Boston-based DraftKings is girding up for the new season in a big way today, announcing a $41 million investment round and the acquisition of a neighbor, Cambridge, MA-based StarStreet.
It’s the second acquisition in as many months for DraftKings, which is one of the top fantasy-sports betting sites in the country. Competitors include industry-leading FanDuel.
These companies operate in a niche known as daily fantasy sports. Instead of getting players to create teams and ride them out for an entire season, daily fantasy sites give players short-term contests—draft your team, and watch those players’ real-life statistics translate to virtual points. In the case of the NFL, the matchups typically last for just one week’s worth of games.
The real point to all of this, however, is cash. Fantasy sports are technically considered games of skill under federal gambling laws, rather than games of chance like taking the house’s odds on who will win. That distinction means it’s perfectly legal in most parts of the country to bet and win real money on fantasy sports.
(Five states have their own specific laws against cash payouts, and companies like DraftKings have to block players in those places.)
Helping the cause along is the interest of the professional sports leagues themselves, some of which see a promising opportunity for keeping fans eyes’ on the field.

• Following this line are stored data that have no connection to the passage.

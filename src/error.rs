use crate::persistence::PersistenceError;
use thiserror::Error;

/// Failures surfaced by a scheduling run.
///
/// Per-course shortfalls (too few people, no facilitator enrolled in that course) are not
/// errors; they are reported inside the course's result instead.
#[derive(Debug, Error)]
pub enum SchedulingError {
    #[error("no users have set their availability yet")]
    NoUsers,
    #[error("facilitator mode is enabled but no facilitators are marked")]
    NoFacilitators,
    #[error("cohort {0} not found")]
    CohortNotFound(i64),
    #[error("invalid scheduling options: {0}")]
    InvalidOptions(String),
    #[error("scheduling was cancelled")]
    Cancelled,
    #[error("group optimizer failed: {0}")]
    Optimizer(String),
    #[error(transparent)]
    Persistence(#[from] PersistenceError),
}

pub type SchedulingResult<T> = Result<T, SchedulingError>;
use super::{PersistenceError, PersistenceResult};
use crate::availability::{Person, format_interval_string, parse_interval_string};
use serde::{Deserialize, Serialize};
use std::collections::HashSet;
use std::fs::File;
use std::path::Path;

/// Loads people from a JSON array of [`Person`] values and normalizes their availability.
pub fn load_people_from_json<P: AsRef<Path>>(path: P) -> PersistenceResult<Vec<Person>> {
    let file = File::open(path)?;
    let people: Vec<Person> = serde_json::from_reader(file)?;
    prepare_people(people)
}

pub fn save_people_to_json<P: AsRef<Path>>(people: &[Person], path: P) -> PersistenceResult<()> {
    let file = File::create(path)?;
    serde_json::to_writer_pretty(file, people)?;
    Ok(())
}

/// Writes any scheduling result (or other serializable value) as pretty JSON.
pub fn save_result_to_json<T: Serialize, P: AsRef<Path>>(value: &T, path: P) -> PersistenceResult<()> {
    let file = File::create(path)?;
    serde_json::to_writer_pretty(file, value)?;
    Ok(())
}

#[derive(Default, Serialize, Deserialize)]
struct PersonCsvRecord {
    id: String,
    name: String,
    #[serde(default)]
    availability: String,
    #[serde(default)]
    if_needed: String,
    #[serde(default)]
    timezone: String,
    #[serde(default)]
    courses: String,
    #[serde(default)]
    experience: String,
}

impl From<&Person> for PersonCsvRecord {
    fn from(person: &Person) -> Self {
        Self {
            id: person.id.clone(),
            name: person.name.clone(),
            availability: format_interval_string(&person.intervals),
            if_needed: format_interval_string(&person.if_needed_intervals),
            timezone: person.timezone.clone(),
            courses: person.courses.join(";"),
            experience: person.experience.clone(),
        }
    }
}

impl PersonCsvRecord {
    fn into_person(self) -> PersistenceResult<Person> {
        if self.id.trim().is_empty() {
            return Err(PersistenceError::InvalidData(
                "person row is missing an id".into(),
            ));
        }
        let timezone = if self.timezone.trim().is_empty() {
            "UTC".to_string()
        } else {
            self.timezone
        };
        Ok(Person::new(self.id.trim(), self.name)
            .with_intervals(parse_interval_string(&self.availability)?)
            .with_if_needed(parse_interval_string(&self.if_needed)?)
            .with_timezone(timezone)
            .with_courses(split_strings(&self.courses))
            .with_experience(self.experience))
    }
}

/// Loads people from CSV with columns `id,name,availability,if_needed,timezone,courses,
/// experience`. Availability columns use the interval-string format; courses are `;`-separated.
pub fn load_people_from_csv<P: AsRef<Path>>(path: P) -> PersistenceResult<Vec<Person>> {
    let file = File::open(path)?;
    let mut reader = csv::Reader::from_reader(file);
    let mut people = Vec::new();
    for record in reader.deserialize::<PersonCsvRecord>() {
        people.push(record?.into_person()?);
    }
    prepare_people(people)
}

pub fn save_people_to_csv<P: AsRef<Path>>(people: &[Person], path: P) -> PersistenceResult<()> {
    let file = File::create(path)?;
    let mut writer = csv::Writer::from_writer(file);
    for person in people {
        writer.serialize(PersonCsvRecord::from(person))?;
    }
    writer.flush()?;
    Ok(())
}

fn prepare_people(mut people: Vec<Person>) -> PersistenceResult<Vec<Person>> {
    let mut seen = HashSet::with_capacity(people.len());
    for person in &mut people {
        if !seen.insert(person.id.clone()) {
            return Err(PersistenceError::InvalidData(format!(
                "duplicate person id {}",
                person.id
            )));
        }
        person
            .normalize()
            .map_err(|err| PersistenceError::InvalidData(format!("person {}: {err}", person.id)))?;
    }
    Ok(people)
}

fn split_strings(input: &str) -> Vec<String> {
    input
        .split(';')
        .map(str::trim)
        .filter(|s| !s.is_empty())
        .map(str::to_string)
        .collect()
}
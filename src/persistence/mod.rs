use crate::availability::{AvailabilityParseError, Person, parse_interval_string};
use chrono::NaiveDate;
use serde::{Deserialize, Serialize};
use serde_json::Error as SerdeJsonError;
use std::fmt;
use std::io;
use std::str::FromStr;
use std::sync::Arc;
use thiserror::Error;
use tracing::warn;

#[derive(Debug, Error)]
pub enum PersistenceError {
    #[error("serialization error: {0}")]
    Serialization(#[from] SerdeJsonError),
    #[error("io error: {0}")]
    Io(#[from] io::Error),
    #[cfg(feature = "sqlite")]
    #[error("sqlite error: {0}")]
    Sqlite(#[from] rusqlite::Error),
    #[error("csv error: {0}")]
    Csv(#[from] csv::Error),
    #[error("invalid data: {0}")]
    InvalidData(String),
    #[error("record not found: {0}")]
    NotFound(String),
}

impl From<AvailabilityParseError> for PersistenceError {
    fn from(value: AvailabilityParseError) -> Self {
        Self::InvalidData(value.to_string())
    }
}

pub type PersistenceResult<T> = Result<T, PersistenceError>;

/// Per-person-per-cohort scheduling state.
#[derive(Debug, Clone, Copy, PartialEq, Eq, Hash, Serialize, Deserialize)]
#[serde(rename_all = "snake_case")]
pub enum GroupingStatus {
    AwaitingGrouping,
    Grouped,
    Ungroupable,
}

/// Role a person enrolled with.
#[derive(Debug, Clone, Copy, PartialEq, Eq, Hash, Serialize, Deserialize)]
#[serde(rename_all = "snake_case")]
pub enum CohortRole {
    Participant,
    Facilitator,
}

/// Role a person holds inside a persisted group.
#[derive(Debug, Clone, Copy, PartialEq, Eq, Hash, Serialize, Deserialize)]
#[serde(rename_all = "snake_case")]
pub enum GroupRole {
    Participant,
    Facilitator,
}

macro_rules! string_enum {
    ($ty:ident { $($variant:ident => $text:literal),+ $(,)? }) => {
        impl $ty {
            pub fn as_str(&self) -> &'static str {
                match self {
                    $($ty::$variant => $text,)+
                }
            }
        }

        impl FromStr for $ty {
            type Err = PersistenceError;

            fn from_str(s: &str) -> Result<Self, Self::Err> {
                match s.trim() {
                    $($text => Ok($ty::$variant),)+
                    other => Err(PersistenceError::InvalidData(format!(
                        concat!("unknown ", stringify!($ty), " '{}'"),
                        other
                    ))),
                }
            }
        }

        impl fmt::Display for $ty {
            fn fmt(&self, f: &mut fmt::Formatter<'_>) -> fmt::Result {
                f.write_str(self.as_str())
            }
        }
    };
}

string_enum!(GroupingStatus {
    AwaitingGrouping => "awaiting_grouping",
    Grouped => "grouped",
    Ungroupable => "ungroupable",
});

string_enum!(CohortRole {
    Participant => "participant",
    Facilitator => "facilitator",
});

string_enum!(GroupRole {
    Participant => "participant",
    Facilitator => "facilitator",
});

#[derive(Debug, Clone, PartialEq, Serialize, Deserialize)]
pub struct CohortRecord {
    pub cohort_id: i64,
    pub cohort_name: String,
    pub course_id: i64,
    pub cohort_start_date: Option<NaiveDate>,
    pub number_of_group_meetings: Option<u32>,
}

/// A user enrolled in a cohort and still waiting for a group.
#[derive(Debug, Clone, PartialEq, Serialize, Deserialize)]
pub struct CohortMemberRow {
    pub user_id: i64,
    pub discord_id: String,
    pub nickname: Option<String>,
    pub discord_username: Option<String>,
    pub timezone: Option<String>,
    pub availability_utc: Option<String>,
    pub if_needed_availability_utc: Option<String>,
    pub cohort_role: CohortRole,
}

impl CohortMemberRow {
    pub fn display_name(&self) -> String {
        self.nickname
            .clone()
            .or_else(|| self.discord_username.clone())
            .unwrap_or_else(|| format!("User {}", self.user_id))
    }

    /// `None` when the user has no usable availability.
    pub fn to_person(&self) -> Option<Person> {
        person_from_stored(
            &self.discord_id,
            self.display_name(),
            self.timezone.as_deref(),
            self.availability_utc.as_deref(),
            self.if_needed_availability_utc.as_deref(),
        )
    }
}

#[derive(Debug, Clone, PartialEq, Serialize, Deserialize)]
pub struct GroupRecord {
    pub group_id: i64,
    pub cohort_id: i64,
    pub group_name: String,
    pub recurring_meeting_time_utc: Option<String>,
}

#[derive(Debug, Clone, Copy, PartialEq, Eq, Serialize, Deserialize)]
pub struct GroupMemberRecord {
    pub user_id: i64,
    pub role: GroupRole,
}

/// Builds a schedulable person from stored interval strings.
///
/// Unparseable availability is logged and treated as missing so one bad profile cannot abort
/// a whole run.
pub(crate) fn person_from_stored(
    id: &str,
    name: String,
    timezone: Option<&str>,
    availability: Option<&str>,
    if_needed: Option<&str>,
) -> Option<Person> {
    let parse = |raw: Option<&str>, column: &str| match parse_interval_string(raw.unwrap_or("")) {
        Ok(intervals) => intervals,
        Err(err) => {
            warn!(user = id, column, error = %err, "ignoring unparseable availability");
            Vec::new()
        }
    };
    let mut person = Person::new(id, name)
        .with_intervals(parse(availability, "availability_utc"))
        .with_if_needed(parse(if_needed, "if_needed_availability_utc"))
        .with_timezone(timezone.filter(|tz| !tz.trim().is_empty()).unwrap_or("UTC"));
    if let Err(err) = person.normalize() {
        warn!(user = id, error = %err, "ignoring out-of-range availability");
        return None;
    }
    person.has_availability().then_some(person)
}

/// Database operations available inside one cohort-scheduling transaction.
pub trait CohortTransaction {
    fn cohort_by_id(&mut self, cohort_id: i64) -> PersistenceResult<Option<CohortRecord>>;
    fn awaiting_members(&mut self, cohort_id: i64) -> PersistenceResult<Vec<CohortMemberRow>>;
    fn create_group(
        &mut self,
        cohort_id: i64,
        group_name: &str,
        meeting_time: &str,
    ) -> PersistenceResult<GroupRecord>;
    fn add_user_to_group(
        &mut self,
        group_id: i64,
        user_id: i64,
        role: GroupRole,
    ) -> PersistenceResult<()>;
    /// Bulk update keyed by `(cohort_id, user_id in user_ids)`; returns rows touched.
    fn set_grouping_status(
        &mut self,
        cohort_id: i64,
        user_ids: &[i64],
        status: GroupingStatus,
    ) -> PersistenceResult<usize>;
}

/// Storage that can run work atomically: everything `work` writes commits on `Ok` and is
/// rolled back on `Err`.
pub trait CohortStore {
    fn in_transaction<T, E, F>(&self, work: F) -> Result<T, E>
    where
        F: FnOnce(&mut dyn CohortTransaction) -> Result<T, E>,
        E: From<PersistenceError>;
}

impl<S: CohortStore> CohortStore for Arc<S> {
    fn in_transaction<T, E, F>(&self, work: F) -> Result<T, E>
    where
        F: FnOnce(&mut dyn CohortTransaction) -> Result<T, E>,
        E: From<PersistenceError>,
    {
        (**self).in_transaction(work)
    }
}

pub mod file;
#[cfg(feature = "sqlite")]
pub mod sqlite;

pub use file::{load_people_from_csv, load_people_from_json, save_result_to_json};
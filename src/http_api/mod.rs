use std::{
    collections::{BTreeMap, HashMap, HashSet},
    net::SocketAddr,
    sync::Arc,
};

use axum::{
    Json, Router,
    extract::{Path, State},
    http::StatusCode,
    response::{IntoResponse, Response},
    routing::{get, post},
};
use parking_lot::RwLock;
use serde::{Deserialize, Serialize};
use serde_json::json;
use tracing::{info, warn};

use crate::optimizer::CancellationFlag;
use crate::overlap::{HourSlot, LocalMeetingTime, WeeklySlots, find_availability_overlap};
use crate::persistence::sqlite::SqliteCohortStore;
use crate::{
    CohortScheduler, CohortSchedulingResult, MultiCourseSchedulingResult, Person, Scheduler,
    SchedulingError, SchedulingInvoker, SchedulingOptions, SchedulingResult, facilitators_for_run,
};

#[derive(Clone)]
pub struct AppState {
    scheduler: Arc<Scheduler>,
    invoker: Arc<dyn SchedulingInvoker>,
    options: Arc<RwLock<SchedulingOptions>>,
}

impl AppState {
    pub fn new(store: SqliteCohortStore, options: SchedulingOptions) -> Self {
        let invoker = CohortScheduler::new(Arc::new(store), Scheduler::new());
        Self::with_invoker(Arc::new(invoker), options)
    }

    pub fn with_invoker(invoker: Arc<dyn SchedulingInvoker>, options: SchedulingOptions) -> Self {
        Self {
            scheduler: Arc::new(Scheduler::new()),
            invoker,
            options: Arc::new(RwLock::new(options)),
        }
    }

    fn options(&self) -> SchedulingOptions {
        self.options.read().clone()
    }
}

#[derive(Debug, Serialize)]
struct ErrorBody<'a> {
    error: &'a str,
    message: String,
}

#[derive(Debug)]
enum ApiError {
    NotFound(String),
    Invalid(String),
    Cancelled(String),
    Internal(String),
}

impl ApiError {
    fn internal(message: impl Into<String>) -> Self {
        ApiError::Internal(message.into())
    }
}

impl From<SchedulingError> for ApiError {
    fn from(value: SchedulingError) -> Self {
        match value {
            SchedulingError::CohortNotFound(_) => ApiError::NotFound(value.to_string()),
            SchedulingError::NoUsers
            | SchedulingError::NoFacilitators
            | SchedulingError::InvalidOptions(_) => ApiError::Invalid(value.to_string()),
            SchedulingError::Cancelled => ApiError::Cancelled(value.to_string()),
            SchedulingError::Optimizer(_) | SchedulingError::Persistence(_) => {
                ApiError::Internal(value.to_string())
            }
        }
    }
}

impl IntoResponse for ApiError {
    fn into_response(self) -> Response {
        let (status, error, message) = match self {
            ApiError::NotFound(message) => (StatusCode::NOT_FOUND, "not_found", message),
            ApiError::Invalid(message) => (StatusCode::BAD_REQUEST, "invalid_request", message),
            ApiError::Cancelled(message) => (StatusCode::CONFLICT, "cancelled", message),
            ApiError::Internal(message) => {
                (StatusCode::INTERNAL_SERVER_ERROR, "internal_error", message)
            }
        };
        (status, Json(ErrorBody { error, message })).into_response()
    }
}

/// Cancels the in-flight run if the request future is dropped before the run finishes.
struct CancelOnDrop(CancellationFlag);

impl Drop for CancelOnDrop {
    fn drop(&mut self) {
        self.0.cancel();
    }
}

#[derive(Debug, Deserialize)]
struct SchedulePayload {
    people: Vec<Person>,
    #[serde(default)]
    facilitator_ids: HashSet<String>,
    #[serde(default)]
    options: Option<SchedulingOptions>,
}

#[derive(Debug, Deserialize)]
struct OverlapPayload {
    member_ids: Vec<String>,
    availability: HashMap<String, WeeklySlots>,
    /// IANA timezone per member, used to render the match locally.
    #[serde(default)]
    timezones: HashMap<String, String>,
}

#[derive(Debug, Serialize)]
struct OverlapResponse {
    slot: Option<HourSlot>,
    #[serde(skip_serializing_if = "BTreeMap::is_empty")]
    local_times: BTreeMap<String, LocalMeetingTime>,
}

pub fn router(state: AppState) -> Router {
    Router::new()
        .route("/health", get(health))
        .route("/options", get(get_options).put(update_options))
        .route("/schedule", post(schedule_people))
        .route("/overlap", post(find_overlap))
        .route("/cohorts/:id/schedule", post(schedule_cohort))
        .with_state(state)
}

pub async fn serve(addr: SocketAddr, state: AppState) -> std::io::Result<()> {
    let app = router(state);
    let listener = tokio::net::TcpListener::bind(addr).await?;
    axum::serve(listener, app).await
}

async fn health() -> impl IntoResponse {
    Json(json!({ "status": "ok" }))
}

async fn get_options(State(state): State<AppState>) -> Json<SchedulingOptions> {
    Json(state.options())
}

async fn update_options(
    State(state): State<AppState>,
    Json(options): Json<SchedulingOptions>,
) -> Result<Json<SchedulingOptions>, ApiError> {
    options.validate()?;
    *state.options.write() = options.clone();
    Ok(Json(options))
}

async fn schedule_people(
    State(state): State<AppState>,
    Json(payload): Json<SchedulePayload>,
) -> Result<Json<MultiCourseSchedulingResult>, ApiError> {
    let SchedulePayload {
        mut people,
        facilitator_ids,
        options,
    } = payload;
    for person in &mut people {
        person
            .normalize()
            .map_err(|err| ApiError::Invalid(format!("person {}: {err}", person.id)))?;
    }
    let options = options.unwrap_or_else(|| state.options());
    let scheduler = state.scheduler.clone();

    let flag = CancellationFlag::new();
    let _guard = CancelOnDrop(flag.clone());
    let result = tokio::task::spawn_blocking(move || -> SchedulingResult<_> {
        let facilitators = facilitators_for_run(&options, &facilitator_ids)?;
        scheduler.schedule_people(&people, &options, facilitators, &flag)
    })
    .await
    .map_err(|err| ApiError::internal(format!("scheduling task failed: {err}")))??;

    info!(summary = %result.summary(), "schedule request served");
    Ok(Json(result))
}

async fn find_overlap(Json(payload): Json<OverlapPayload>) -> Json<OverlapResponse> {
    let slot = find_availability_overlap(&payload.member_ids, &payload.availability);
    let local_times = slot
        .map(|slot| {
            payload
                .member_ids
                .iter()
                .filter_map(|id| {
                    let tz = payload.timezones.get(id)?;
                    Some((id.clone(), slot.to_local(tz)))
                })
                .collect()
        })
        .unwrap_or_default();
    Json(OverlapResponse { slot, local_times })
}

async fn schedule_cohort(
    State(state): State<AppState>,
    Path(cohort_id): Path<i64>,
) -> Result<Json<CohortSchedulingResult>, ApiError> {
    let options = state.options();
    let invoker = state.invoker.clone();

    let flag = CancellationFlag::new();
    let _guard = CancelOnDrop(flag.clone());
    let result = tokio::task::spawn_blocking(move || {
        invoker.schedule_cohort(cohort_id, &options, &flag)
    })
    .await
    .map_err(|err| ApiError::internal(format!("scheduling task failed: {err}")))?
    .inspect_err(|err| warn!(cohort_id, error = %err, "cohort scheduling failed"))?;

    Ok(Json(result))
}
pub mod availability;
pub mod blocking;
pub mod cohort;
pub mod config;
pub mod course;
pub mod error;
pub mod optimizer;
pub mod orchestrator;
pub mod overlap;
pub mod persistence;
#[cfg(feature = "http_api")]
pub mod http_api;

pub use availability::{Interval, Person, format_time_range, parse_interval_string};
pub use blocking::remove_blocked_intervals;
pub use cohort::{CohortScheduler, CohortSchedulingResult, SchedulingInvoker};
pub use config::SchedulingOptions;
pub use course::group_people_by_course;
pub use error::{SchedulingError, SchedulingResult};
pub use optimizer::{CancellationFlag, Group, NoProgress};
pub use orchestrator::{
    CourseSchedulingResult, MultiCourseSchedulingResult, PeopleSnapshot, PeopleSource, Scheduler,
    facilitators_for_run,
};
pub use overlap::{HourSlot, LocalMeetingTime, WeeklySlots, find_availability_overlap};
#[cfg(feature = "sqlite")]
pub use persistence::sqlite::SqliteCohortStore;
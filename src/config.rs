use crate::availability::MINUTES_PER_WEEK;
use crate::error::SchedulingError;
use crate::persistence::PersistenceResult;
use serde::{Deserialize, Serialize};
use std::collections::HashMap;
use std::fs;
use std::path::Path;

/// Knobs for one scheduling run. Every field has a default so partial JSON files load.
#[derive(Debug, Clone, PartialEq, Serialize, Deserialize)]
#[serde(default)]
pub struct SchedulingOptions {
    /// Meeting duration in minutes.
    pub meeting_length: u32,
    pub min_size: usize,
    pub max_size: usize,
    /// Optimizer iterations per course.
    pub iterations: usize,
    /// Step between candidate meeting starts, in minutes.
    pub time_increment: u32,
    /// Weight handed to the optimizer for randomized choices, 0..=1.
    pub randomness: f64,
    pub balance: bool,
    pub use_if_needed: bool,
    /// Require a facilitator in every group.
    pub facilitator_mode: bool,
    /// Per-facilitator cap on the number of groups they may lead. Absent means unlimited.
    pub facilitator_max_groups: HashMap<String, usize>,
}

impl Default for SchedulingOptions {
    fn default() -> Self {
        Self {
            meeting_length: 60,
            min_size: 4,
            max_size: 8,
            iterations: 1000,
            time_increment: 30,
            randomness: 0.5,
            balance: true,
            use_if_needed: true,
            facilitator_mode: false,
            facilitator_max_groups: HashMap::new(),
        }
    }
}

impl SchedulingOptions {
    pub fn validate(&self) -> Result<(), SchedulingError> {
        let invalid = |message: String| Err(SchedulingError::InvalidOptions(message));
        if self.meeting_length == 0 || self.meeting_length > MINUTES_PER_WEEK {
            return invalid(format!(
                "meeting_length must be between 1 and {MINUTES_PER_WEEK} minutes (got {})",
                self.meeting_length
            ));
        }
        if self.time_increment == 0 {
            return invalid("time_increment must be positive".to_string());
        }
        if self.min_size == 0 {
            return invalid("min_size must be at least 1".to_string());
        }
        if self.min_size > self.max_size {
            return invalid(format!(
                "min_size {} exceeds max_size {}",
                self.min_size, self.max_size
            ));
        }
        if self.iterations == 0 {
            return invalid("iterations must be at least 1".to_string());
        }
        if !self.randomness.is_finite() || !(0.0..=1.0).contains(&self.randomness) {
            return invalid(format!(
                "randomness must be between 0 and 1 (got {})",
                self.randomness
            ));
        }
        Ok(())
    }

    pub fn from_json_file<P: AsRef<Path>>(path: P) -> PersistenceResult<Self> {
        let data = fs::read_to_string(path)?;
        Ok(serde_json::from_str(&data)?)
    }

    pub fn save_to_json_file<P: AsRef<Path>>(&self, path: P) -> PersistenceResult<()> {
        let json = serde_json::to_string_pretty(self)?;
        fs::write(path, json)?;
        Ok(())
    }

    /// Updates one field from its textual form, as typed at the CLI.
    pub fn set(&mut self, key: &str, value: &str) -> Result<(), SchedulingError> {
        let bad_value =
            || SchedulingError::InvalidOptions(format!("cannot parse '{value}' for {key}"));
        match key {
            "meeting_length" => self.meeting_length = value.parse().map_err(|_| bad_value())?,
            "min_size" => self.min_size = value.parse().map_err(|_| bad_value())?,
            "max_size" => self.max_size = value.parse().map_err(|_| bad_value())?,
            "iterations" => self.iterations = value.parse().map_err(|_| bad_value())?,
            "time_increment" => self.time_increment = value.parse().map_err(|_| bad_value())?,
            "randomness" => self.randomness = value.parse().map_err(|_| bad_value())?,
            "balance" => self.balance = value.parse().map_err(|_| bad_value())?,
            "use_if_needed" => self.use_if_needed = value.parse().map_err(|_| bad_value())?,
            "facilitator_mode" => self.facilitator_mode = value.parse().map_err(|_| bad_value())?,
            other => {
                return Err(SchedulingError::InvalidOptions(format!(
                    "unknown option '{other}'"
                )));
            }
        }
        Ok(())
    }
}
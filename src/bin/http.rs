#[cfg(feature = "http_api")]
#[tokio::main]
async fn main() -> Result<(), Box<dyn std::error::Error>> {
    use std::net::SocketAddr;

    use cohort_scheduling::{SchedulingOptions, SqliteCohortStore, http_api};
    use tracing::info;
    use tracing_subscriber::EnvFilter;

    tracing_subscriber::fmt()
        .with_env_filter(EnvFilter::try_from_default_env().unwrap_or_else(|_| EnvFilter::new("info")))
        .with_target(false)
        .init();

    let addr: SocketAddr = std::env::var("COHORT_SCHEDULING_HTTP_ADDR")
        .unwrap_or_else(|_| "0.0.0.0:3000".to_string())
        .parse()?;
    let db_path =
        std::env::var("COHORT_SCHEDULING_DB").unwrap_or_else(|_| "cohorts.db".to_string());
    let options = match std::env::var("COHORT_SCHEDULING_OPTIONS") {
        Ok(path) => SchedulingOptions::from_json_file(path)?,
        Err(_) => SchedulingOptions::default(),
    };
    options.validate()?;

    let store = SqliteCohortStore::new(&db_path)?;
    info!(%addr, db = %db_path, "cohort-scheduling HTTP API listening");
    http_api::serve(addr, http_api::AppState::new(store, options)).await?;
    Ok(())
}

#[cfg(not(feature = "http_api"))]
fn main() {
    eprintln!("Rebuild with the `http_api` feature to enable the HTTP server.");
}
fn cmd_cache_meta_gc(space: Option<&str>, ttl_days: i64) -> Result<()> {
    let layout = open_layout()?;
    let removed = filemeta::run_cache_gc(&layout, space, ttl_days)?;
    eprintln!(
        "{} Expired {removed} cache row(s)",
        colored::Colorize::green("✓"),
    );
    Ok(())
}

// ─── Helpers ────────────────────────────────────────────────────────────────

fn open_layout() -> Result<RepoLayout> {
    let cwd = std::env::current_dir()?;
    RepoLayout::discover(&cwd)
        .ok_or_else(|| error::SpaceError::NotInitialized(cwd).into())
}

/// Combines `--id` / `--back` into one snapshot reference.
fn snapshot_ref(id: &Option<String>, back: &Option<usize>) -> Result<SnapshotRef> {
    match (id, back) {
        (Some(id), None) => Ok(SnapshotRef::parse(id)?),
        (None, Some(n)) => Ok(SnapshotRef::Back(*n)),
        (None, None) => Ok(SnapshotRef::Latest),
        (Some(_), Some(_)) => {
            Err(InputError::Invalid("--id and --back are mutually exclusive".into()).into())
        }
    }
}

/// Requires exactly one tidy selector.
fn tidy_selector(
    keep_latest: &Option<usize>,
    latest: &Option<usize>,
    before: &Option<String>,
    match_glob: &Option<String>,
) -> Result<tidy::TidySelector> {
    let given = [
        keep_latest.is_some(),
        latest.is_some(),
        before.is_some(),
        match_glob.is_some(),
    ]
    .iter()
    .filter(|b| **b)
    .count();
    if given != 1 {
        return Err(InputError::BadSelector(
            "tidy needs exactly one of --keep-latest, --latest, --before, --match".into(),
        )
        .into());
    }

    if let Some(n) = keep_latest {
        Ok(tidy::TidySelector::KeepLatest(*n))
    } else if let Some(n) = latest {
        Ok(tidy::TidySelector::Latest(*n))
    } else if let Some(date) = before {
        tidy::TidySelector::before(date)
    } else if let Some(glob) = match_glob {
        Ok(tidy::TidySelector::Match(glob.clone()))
    } else {
        Err(InputError::BadSelector("no selector supplied".into()).into())
    }
}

As The New York Times noted, DraftKings has an official partnership with Major League Baseball to pipe its fantasy contests onto the league’s website—yes, the same league that considers insider gambling so damaging that it issues lifetime bans for otherwise Hall of Fame-caliber players.
DraftKings doesn’t disclose how many users it has, and it’s also not known how much money is flowing through the site as people bet on their fantasy prowess. But it certainly does offer big prizes, including what it says is a guaranteed pool of $5 million for the NFL’s opening weekend.
The latest investor in DraftKings is the Raine Group, a merchant bank and private-equity investment firm. It led the new round, with returning investors Redpoint Ventures, GGV Capital, and Cambridge-based Atlas Venture.
DraftKings had previously raised more than $35 million in total private backing, including a $24 million Series B round in November.